Perhaps that was enough to dismiss his chaotic year at Auburn, when the Tigers season—and defense—went up in smoke as Gene Chizik was fired and VanGorder’s defense gave up 63 to No. 20 Texas A&M, 38 to No. 5 Georgia, and were blown out 49-0 to Alabama—after after mid-October.

But for a variety of reasons, likely his success turning to coaches with a personal connection, Kelly once again did so, hiring an NFL position coach who was a few years removed from being an elite-level coaching target for a vacancy that was a high-profile national opening.



The challenge with VanGorder’s struggles always seemed to be the caveats. Injuries decimated his first defense, a group that shutout Michigan and stymied Stanford, but crumbled by the end of the season, with USC naming a number and the Irish tumbling after giving up big, ugly scores to Arizona State, Northwestern, Louisville and USC.

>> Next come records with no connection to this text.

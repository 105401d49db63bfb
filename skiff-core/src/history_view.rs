//! Weekly grouping of history for the detailed history view.

use chrono::Datelike;
use std::fmt;

use crate::history::HistoryEntry;

/// `(ISO year, ISO week number)` bucket for a history entry.
#[derive(Debug, Clone, Copy, PartialEq, Eq, Hash, PartialOrd, Ord)]
pub struct WeekKey {
    pub year: i32,
    pub week: u32,
}

impl WeekKey {
    /// The ISO week of the entry's timestamp, if the timestamp parses.
    pub fn of(entry: &HistoryEntry) -> Option<Self> {
        let week = entry.visited_at()?.iso_week();
        Some(WeekKey {
            year: week.year(),
            week: week.week(),
        })
    }
}

impl fmt::Display for WeekKey {
    fn fmt(&self, f: &mut fmt::Formatter<'_>) -> fmt::Result {
        write!(f, "{:04}-W{:02}", self.year, self.week)
    }
}

#[derive(Debug, Clone, PartialEq, Eq)]
pub struct WeekGroup {
    pub key: WeekKey,
    pub entries: Vec<HistoryEntry>,
}

/// Bucket entries by ISO week. Groups appear in the order their week is first
/// seen and each group keeps the original entry order. Entries with an
/// unparseable timestamp are left out.
pub fn group_by_week(entries: &[HistoryEntry]) -> Vec<WeekGroup> {
    let mut groups: Vec<WeekGroup> = Vec::new();
    for entry in entries {
        let Some(key) = WeekKey::of(entry) else {
            log::debug!("Skipping history entry with bad timestamp: {}", entry.url);
            continue;
        };
        match groups.iter_mut().find(|g| g.key == key) {
            Some(group) => group.entries.push(entry.clone()),
            None => groups.push(WeekGroup {
                key,
                entries: vec![entry.clone()],
            }),
        }
    }
    groups
}

/// One line of the detailed history list.
#[derive(Debug, Clone, PartialEq, Eq)]
pub enum HistoryRow {
    Week(WeekKey),
    Entry(HistoryEntry),
}

impl HistoryRow {
    pub fn label(&self) -> String {
        match self {
            HistoryRow::Week(key) => format!("Week {}:", key),
            HistoryRow::Entry(entry) => format!("  {} - {}", entry.timestamp, entry.url),
        }
    }

    /// The URL to navigate to when this row is chosen. Headings have none.
    pub fn url(&self) -> Option<&str> {
        match self {
            HistoryRow::Week(_) => None,
            HistoryRow::Entry(entry) => Some(&entry.url),
        }
    }
}

/// Flatten groups into display rows: each heading followed by its entries.
pub fn history_rows(groups: &[WeekGroup]) -> Vec<HistoryRow> {
    let mut rows = Vec::new();
    for group in groups {
        rows.push(HistoryRow::Week(group.key));
        rows.extend(group.entries.iter().cloned().map(HistoryRow::Entry));
    }
    rows
}

#[cfg(test)]
mod tests {
    use super::*;
    use chrono::NaiveDate;

    fn entry(url: &str, y: i32, m: u32, d: u32) -> HistoryEntry {
        let at = NaiveDate::from_ymd_opt(y, m, d)
            .unwrap()
            .and_hms_opt(10, 0, 0)
            .unwrap();
        HistoryEntry::new(url, at)
    }

    #[test]
    fn same_week_forms_one_group_in_order() {
        // 2026-10-12 is a Monday, 2026-10-15 the Thursday of the same ISO week.
        let entries = vec![entry("http://a", 2026, 10, 12), entry("http://b", 2026, 10, 15)];
        let groups = group_by_week(&entries);
        assert_eq!(groups.len(), 1);
        assert_eq!(groups[0].key, WeekKey { year: 2026, week: 42 });
        assert_eq!(groups[0].entries, entries);
    }

    #[test]
    fn groups_keep_first_seen_order() {
        let entries = vec![
            entry("http://w42", 2026, 10, 12),
            entry("http://w41", 2026, 10, 5),
            entry("http://w42-again", 2026, 10, 13),
        ];
        let groups = group_by_week(&entries);
        let keys: Vec<String> = groups.iter().map(|g| g.key.to_string()).collect();
        assert_eq!(keys, vec!["2026-W42", "2026-W41"]);
        let urls: Vec<&str> = groups[0].entries.iter().map(|e| e.url.as_str()).collect();
        assert_eq!(urls, vec!["http://w42", "http://w42-again"]);
    }

    #[test]
    fn iso_year_differs_from_calendar_year() {
        // 2027-01-01 is a Friday and belongs to ISO week 53 of 2026.
        let groups = group_by_week(&[entry("http://nye", 2027, 1, 1)]);
        assert_eq!(groups[0].key, WeekKey { year: 2026, week: 53 });
    }

    #[test]
    fn week_boundary_splits_groups() {
        // Sunday 2026-10-18 and Monday 2026-10-19.
        let groups = group_by_week(&[entry("http://sun", 2026, 10, 18), entry("http://mon", 2026, 10, 19)]);
        assert_eq!(groups.len(), 2);
    }

    #[test]
    fn bad_timestamps_are_skipped() {
        let bad = HistoryEntry {
            url: "http://bad".to_string(),
            timestamp: "garbage".to_string(),
        };
        let groups = group_by_week(&[bad, entry("http://ok", 2026, 10, 12)]);
        assert_eq!(groups.len(), 1);
        assert_eq!(groups[0].entries[0].url, "http://ok");
    }

    #[test]
    fn empty_history_has_no_groups() {
        assert!(group_by_week(&[]).is_empty());
    }

    #[test]
    fn rows_flatten_headings_and_entries() {
        let entries = vec![entry("http://a", 2026, 10, 12), entry("http://b", 2026, 10, 5)];
        let rows = history_rows(&group_by_week(&entries));
        let labels: Vec<String> = rows.iter().map(HistoryRow::label).collect();
        assert_eq!(
            labels,
            vec![
                "Week 2026-W42:".to_string(),
                "  2026-10-12T10:00:00.000000 - http://a".to_string(),
                "Week 2026-W41:".to_string(),
                "  2026-10-05T10:00:00.000000 - http://b".to_string(),
            ]
        );
    }

    #[test]
    fn selecting_rows_yields_urls_only_for_entries() {
        let rows = history_rows(&group_by_week(&[entry("http://a", 2026, 10, 12)]));
        assert_eq!(rows[0].url(), None);
        assert_eq!(rows[1].url(), Some("http://a"));
    }
}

The 2015 defense had strong moments—dominating Texas, holding Clemson to 24 points and nice wins over option opponents Georgia Tech and Navy—but obviously imploded late against Stanford and never stood a chance against Ohio State, with injuries once again leveling the depth chart.

But there were improvements. Between 2014 and 2015 VanGorder’s unit got a better handle on up-tempo attacks. An offseason committed to stopping the option saw those goals achieved with successful defensive performances against Georgia Tech and Navy. And even if VanGorder’s veteran-heavy 2015 unit was mostly moving on (the talent exodus is staggering now that you look at it), most had talked themselves into believing that Year Three would have better institutional knowledge for all, a depth chart ready to step in and perform.

[A necessary footnote: Luck certainly wasn’t on VanGorder’s side. Injuries, transfers and suspensions certainly didn’t do him any favors, either. Whether it was the disappearance of edge rushers—Kolin Hill, Jhonny Williams, Bo Wallace—or the loss of KeiVarae Russell and Max Redfield, injuries to Jarron Jones, Shaun Crawford, Nick Watkins and Drue Tranquill, there was always the defense VanGorder hoped to put on the field… and then the one that he actually did.]



Austin, Texas. Opening night, 2016.

The Irish defense was exposed against the Longhorns, shredded by both the power running attack and freshman Shane Buechele’s passing. It was an all-systems failure: Scheme, blown assignments, questionable personnel decisions—all pointing back to a game plan that required a bunch of assumptions (new offensive coordinator Sterlin Gilbert was difficult to scout), but nonetheless was a disastrous start.



Even if Kelly gave the staff’s performance a passing grade, by noon after the loss to Duke, the decision was made to relieve VanGorder of his duties.

“This is a difficult decision,” Kelly said in a statement. “I have the utmost respect for Brian as both a person and football coach, but our defense simply isn’t it where it should be and I believe this change is necessary for the best interest of our program and our student-athletes.”



While Kelly won’t likely go any deeper into the decision to make the change than he’s done in a few media sessions, it’s telling just how different the defense is organized with VanGorder out the door.

Full-unit meetings have been turned into position group teaching sessions. Depth chart’s have been reshuffled, resulting in major personnel changes. A base three-man front has taken over as the status quo. And the defense has stopped giving up points and big plays, especially after they found their footing against Syracuse.

Where Kelly goes from here is anyone’s guess—especially considering he’s still trying his best to get this season under control. But after tapping into his personal coaching network to fill a premium vacancy, don’t expect Kelly to settle on the familiar—or for Swarbrick to allow it—when his roster is loaded with young talent and in need of a fundamentally sound plan.